▶ [TASK TO COMPLETE]
Gather every line in the records below that contains the word "nothing".

[Saved data entries]
==========
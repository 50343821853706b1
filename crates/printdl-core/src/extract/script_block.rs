//! Locating `<script type="application/json">` blocks in listing HTML.
//!
//! An explicit scan rather than one big regex: find each script open tag,
//! check its `type` attribute, then capture the element body. Each step has
//! its own failure mode and its own tests.

/// Contents of every `<script>` element whose `type` attribute is
/// `application/json`, in document order. Unterminated elements are dropped.
pub fn json_script_blocks(html: &str) -> Vec<&str> {
    let mut blocks = Vec::new();
    let mut rest = html;
    while let Some(start) = rest.find("<script") {
        let after_tag = &rest[start + "<script".len()..];
        let Some(attrs_end) = after_tag.find('>') else {
            break;
        };
        let attrs = &after_tag[..attrs_end];
        let body = &after_tag[attrs_end + 1..];
        let Some(close) = body.find("</script>") else {
            break;
        };
        if has_json_type(attrs) {
            blocks.push(&body[..close]);
        }
        rest = &body[close + "</script>".len()..];
    }
    blocks
}

/// True if the attribute text carries `type="application/json"` (either
/// quoting style).
fn has_json_type(attrs: &str) -> bool {
    attrs.contains(r#"type="application/json""#) || attrs.contains("type='application/json'")
}
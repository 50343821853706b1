//! Sequential download pass over a model's file list: filter by extension,
//! skip what is already on disk, then resolve and fetch one file at a time.

use crate::cancel::{CancelToken, Cancelled};
use crate::fetch::Fetcher;
use crate::model::{FileDescriptor, Model};
use crate::resolve::LinkResolver;
use crate::sanitize::sanitize_filename;
use anyhow::{Context, Result};
use std::path::PathBuf;

/// What happened to one file during a run.
#[derive(Debug, Clone, Copy, PartialEq, Eq)]
pub enum FileOutcome {
    Downloaded,
    /// Selected and resolvable, but this was a dry run.
    DryRun,
    /// Destination already existed; resolution and fetch were skipped.
    SkippedExisting,
    /// The remote reported no download link for the file.
    Unavailable,
    /// The fetch retry budget ran out.
    Failed,
}

/// Per-file record in the run report.
#[derive(Debug, Clone)]
pub struct FileReport {
    pub name: String,
    pub dest: PathBuf,
    pub outcome: FileOutcome,
}

/// Ordered outcome of every file the run considered.
#[derive(Debug, Default)]
pub struct DownloadReport {
    pub files: Vec<FileReport>,
}

impl DownloadReport {
    pub fn count(&self, outcome: FileOutcome) -> usize {
        self.files.iter().filter(|f| f.outcome == outcome).count()
    }
}

/// Options for one orchestration run.
#[derive(Debug, Clone)]
pub struct RunOptions {
    pub output_root: PathBuf,
    /// Lowercased, dot-prefixed extension suffixes (e.g. `.3mf`).
    pub extensions: Vec<String>,
    /// Plan and resolve, but write nothing to disk or fetch over the network.
    pub dry_run: bool,
}

/// A file that passed filtering, paired with its destination path.
#[derive(Debug, Clone)]
pub struct PlannedDownload {
    pub file: FileDescriptor,
    pub dest: PathBuf,
}

fn has_extension(name: &str, ext: &str) -> bool {
    name.to_lowercase().ends_with(ext)
}

/// Format fallback: a request for `.3mf` against a model that has none also
/// accepts `.stl`, the near-universal print format.
pub fn effective_extensions(model: &Model, requested: &[String]) -> Vec<String> {
    let mut extensions = requested.to_vec();
    let wants_3mf = extensions.iter().any(|e| e == ".3mf");
    let has_3mf = model.files.iter().any(|f| has_extension(&f.name, ".3mf"));
    if wants_3mf && !has_3mf && !extensions.iter().any(|e| e == ".stl") {
        tracing::info!("model has no .3mf files, also accepting .stl");
        extensions.push(".stl".to_string());
    }
    extensions
}

/// Filters the file list and assigns destination paths under
/// `output_root/<folder>/`, creating folders as needed and recording files
/// already on disk as skipped. Dry runs create nothing and skip nothing.
pub fn plan(model: &Model, opts: &RunOptions) -> Result<(Vec<PlannedDownload>, Vec<FileReport>)> {
    let extensions = effective_extensions(model, &opts.extensions);
    let mut planned = Vec::new();
    let mut skipped = Vec::new();

    for file in &model.files {
        if !extensions.iter().any(|e| has_extension(&file.name, e)) {
            continue;
        }
        let folder = sanitize_filename(&file.folder);
        let name = sanitize_filename(&file.name);
        let dir = opts.output_root.join(&folder);
        if !opts.dry_run {
            std::fs::create_dir_all(&dir)
                .with_context(|| format!("create output folder {}", dir.display()))?;
        }
        let dest = dir.join(&name);
        if !opts.dry_run && dest.exists() {
            tracing::info!(dest = %dest.display(), "already downloaded, skipping");
            skipped.push(FileReport {
                name: file.name.clone(),
                dest,
                outcome: FileOutcome::SkippedExisting,
            });
            continue;
        }
        planned.push(PlannedDownload {
            file: file.clone(),
            dest,
        });
    }

    Ok((planned, skipped))
}

/// Runs the full pass: plan, then resolve and fetch each remaining file in
/// order. A per-file failure or missing link is recorded and the loop goes
/// on; a resolver transport failure or a set cancel token stops the run.
pub fn run<R, F>(
    model: &Model,
    opts: &RunOptions,
    resolver: &R,
    fetcher: &F,
    cancel: &CancelToken,
) -> Result<DownloadReport>
where
    R: LinkResolver + ?Sized,
    F: Fetcher + ?Sized,
{
    let (planned, skipped) = plan(model, opts)?;
    let mut report = DownloadReport { files: skipped };

    for item in planned {
        if cancel.is_cancelled() {
            return Err(Cancelled.into());
        }
        tracing::debug!(file = %item.file.name, "resolving download link");
        let outcome = match resolver.resolve(&item.file.id, &model.id)? {
            None => {
                tracing::warn!(file = %item.file.name, "no download link available");
                FileOutcome::Unavailable
            }
            Some(url) => {
                if fetcher.fetch(&url, &item.dest) {
                    if opts.dry_run {
                        FileOutcome::DryRun
                    } else {
                        FileOutcome::Downloaded
                    }
                } else {
                    tracing::warn!(file = %item.file.name, "could not download");
                    FileOutcome::Failed
                }
            }
        };
        report.files.push(FileReport {
            name: item.file.name,
            dest: item.dest,
            outcome,
        });
    }

    Ok(report)
}
//! Listing-page extraction: fetch the page, find the embedded JSON payload,
//! and decode its two layers into a [`Model`].
//!
//! The payload is double-encoded: the script block holds an envelope
//! `{ "body": "<json string>" }` whose body string decodes to
//! `{ "data": { "model": { "id", "stls": [...] } } }`.

mod script_block;

pub use script_block::json_script_blocks;

use crate::client::HttpClient;
use crate::model::{id_string, FileDescriptor, Model};
use serde::Deserialize;
use thiserror::Error;

/// Marker distinguishing the listing payload among the page's JSON blocks.
const FILE_LIST_MARKER: &str = "stls";

/// Listing pages expose the file list on their `/files` sub-page.
const FILES_SUFFIX: &str = "/files";

#[derive(Debug, Error)]
pub enum ExtractError {
    /// The page request itself failed (transport-level).
    #[error("listing page request failed: {0:#}")]
    Fetch(anyhow::Error),
    /// The page responded with a non-success status.
    #[error("listing page returned HTTP {status}")]
    HttpStatus { status: u32 },
    /// No application/json script block carries the file-list marker.
    #[error("no embedded file-list payload found on the page")]
    NoScriptBlock,
    /// The script block content is not valid JSON.
    #[error("embedded payload envelope is not valid JSON: {0}")]
    OuterJson(#[source] serde_json::Error),
    /// The envelope decodes but has no `body` string.
    #[error("embedded payload envelope has no body")]
    MissingBody,
    /// The envelope body is not a valid model payload.
    #[error("embedded model payload is not valid JSON: {0}")]
    InnerJson(#[source] serde_json::Error),
}

/// Outer layer: the script block wraps the real payload in a `body` string.
#[derive(Debug, Deserialize)]
struct Envelope {
    #[serde(default)]
    body: Option<String>,
}

#[derive(Debug, Deserialize)]
struct Payload {
    data: PayloadData,
}

#[derive(Debug, Deserialize)]
struct PayloadData {
    model: PayloadModel,
}

#[derive(Debug, Deserialize)]
struct PayloadModel {
    #[serde(deserialize_with = "id_string")]
    id: String,
    #[serde(default)]
    stls: Vec<FileDescriptor>,
}

/// Appends `/files` to a listing URL unless it already points there.
/// Trailing slashes are stripped first, so `…/model/1/` and `…/model/1`
/// normalize identically.
pub fn normalize_files_url(url: &str) -> String {
    let trimmed = url.trim_end_matches('/');
    if trimmed.ends_with(FILES_SUFFIX) {
        trimmed.to_string()
    } else {
        format!("{trimmed}{FILES_SUFFIX}")
    }
}

/// Decodes the embedded model payload out of already-fetched listing HTML.
pub fn parse_model_page(html: &str) -> Result<Model, ExtractError> {
    let block = json_script_blocks(html)
        .into_iter()
        .find(|b| b.contains(FILE_LIST_MARKER))
        .ok_or(ExtractError::NoScriptBlock)?;

    let envelope: Envelope = serde_json::from_str(block).map_err(ExtractError::OuterJson)?;
    let body = envelope.body.filter(|b| !b.is_empty()).ok_or(ExtractError::MissingBody)?;
    let payload: Payload = serde_json::from_str(&body).map_err(ExtractError::InnerJson)?;

    Ok(Model {
        id: payload.data.model.id,
        files: payload.data.model.stls,
    })
}

/// Fetches a listing page and extracts its model. One outbound GET.
pub fn extract(client: &HttpClient, url: &str) -> Result<Model, ExtractError> {
    let files_url = normalize_files_url(url);
    tracing::debug!(url = %files_url, "fetching listing page");
    let response = client.get_text(&files_url).map_err(ExtractError::Fetch)?;
    if !response.is_success() {
        return Err(ExtractError::HttpStatus {
            status: response.status,
        });
    }
    tracing::debug!(bytes = response.body.len(), "listing page fetched");
    parse_model_page(&response.body)
}

#[cfg(test)]
mod tests {
    use super::*;

    /// Page HTML embedding `inner` through both JSON layers, the way the
    /// listing page serves it.
    fn page_with_payload(inner: &serde_json::Value) -> String {
        let envelope = serde_json::json!({ "body": inner.to_string() });
        format!(
            r#"<html><body><script type="application/json">{}</script></body></html>"#,
            envelope
        )
    }

    fn listing(files: serde_json::Value) -> serde_json::Value {
        serde_json::json!({ "data": { "model": { "id": "314", "stls": files } } })
    }

    #[test]
    fn normalize_appends_files_suffix() {
        assert_eq!(
            normalize_files_url("https://example.com/model/1-x"),
            "https://example.com/model/1-x/files"
        );
        assert_eq!(
            normalize_files_url("https://example.com/model/1-x/"),
            "https://example.com/model/1-x/files"
        );
    }

    #[test]
    fn normalize_keeps_existing_suffix() {
        assert_eq!(
            normalize_files_url("https://example.com/model/1-x/files"),
            "https://example.com/model/1-x/files"
        );
        assert_eq!(
            normalize_files_url("https://example.com/model/1-x/files/"),
            "https://example.com/model/1-x/files"
        );
    }

    #[test]
    fn parse_extracts_all_file_descriptors() {
        let html = page_with_payload(&listing(serde_json::json!([
            { "id": "f1", "name": "a.stl", "folder": "" },
            { "id": "f2", "name": "b.3mf", "folder": "print" },
        ])));
        let model = parse_model_page(&html).unwrap();
        assert_eq!(model.id, "314");
        assert_eq!(model.files.len(), 2);
        assert_eq!(model.files[0].name, "a.stl");
        assert_eq!(model.files[1].name, "b.3mf");
        assert_eq!(model.files[1].folder, "print");
    }

    #[test]
    fn parse_picks_the_marked_block_among_several() {
        let marked = page_with_payload(&listing(serde_json::json!([
            { "id": "f1", "name": "a.stl" },
        ])));
        let html = format!(
            r#"<script type="application/json">{{"unrelated": true}}</script>{marked}"#
        );
        let model = parse_model_page(&html).unwrap();
        assert_eq!(model.files.len(), 1);
    }

    #[test]
    fn parse_without_marked_block_fails() {
        let html = r#"<script type="application/json">{"no": "files"}</script>"#;
        assert!(matches!(
            parse_model_page(html),
            Err(ExtractError::NoScriptBlock)
        ));
    }

    #[test]
    fn parse_with_invalid_outer_json_fails() {
        let html = r#"<script type="application/json">not json but mentions stls</script>"#;
        assert!(matches!(
            parse_model_page(html),
            Err(ExtractError::OuterJson(_))
        ));
    }

    #[test]
    fn parse_with_missing_body_fails() {
        let html = r#"<script type="application/json">{"stls_hint": "stls"}</script>"#;
        assert!(matches!(
            parse_model_page(html),
            Err(ExtractError::MissingBody)
        ));
    }

    #[test]
    fn parse_with_invalid_inner_json_fails() {
        let html = r#"<script type="application/json">{"body": "stls but not json"}</script>"#;
        assert!(matches!(
            parse_model_page(html),
            Err(ExtractError::InnerJson(_))
        ));
    }

    #[test]
    fn parse_with_empty_file_list() {
        let html = page_with_payload(&serde_json::json!({
            "data": { "model": { "id": 7, "stls": [] } }
        }));
        let model = parse_model_page(&html).unwrap();
        assert_eq!(model.id, "7");
        assert!(model.files.is_empty());
    }
}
==========
▶ [SOLUTION TO THIS EXERCISE]
    /// Plan and resolve, but write nothing to disk or fetch over the network.
/// already on disk as skipped. Dry runs create nothing and skip nothing.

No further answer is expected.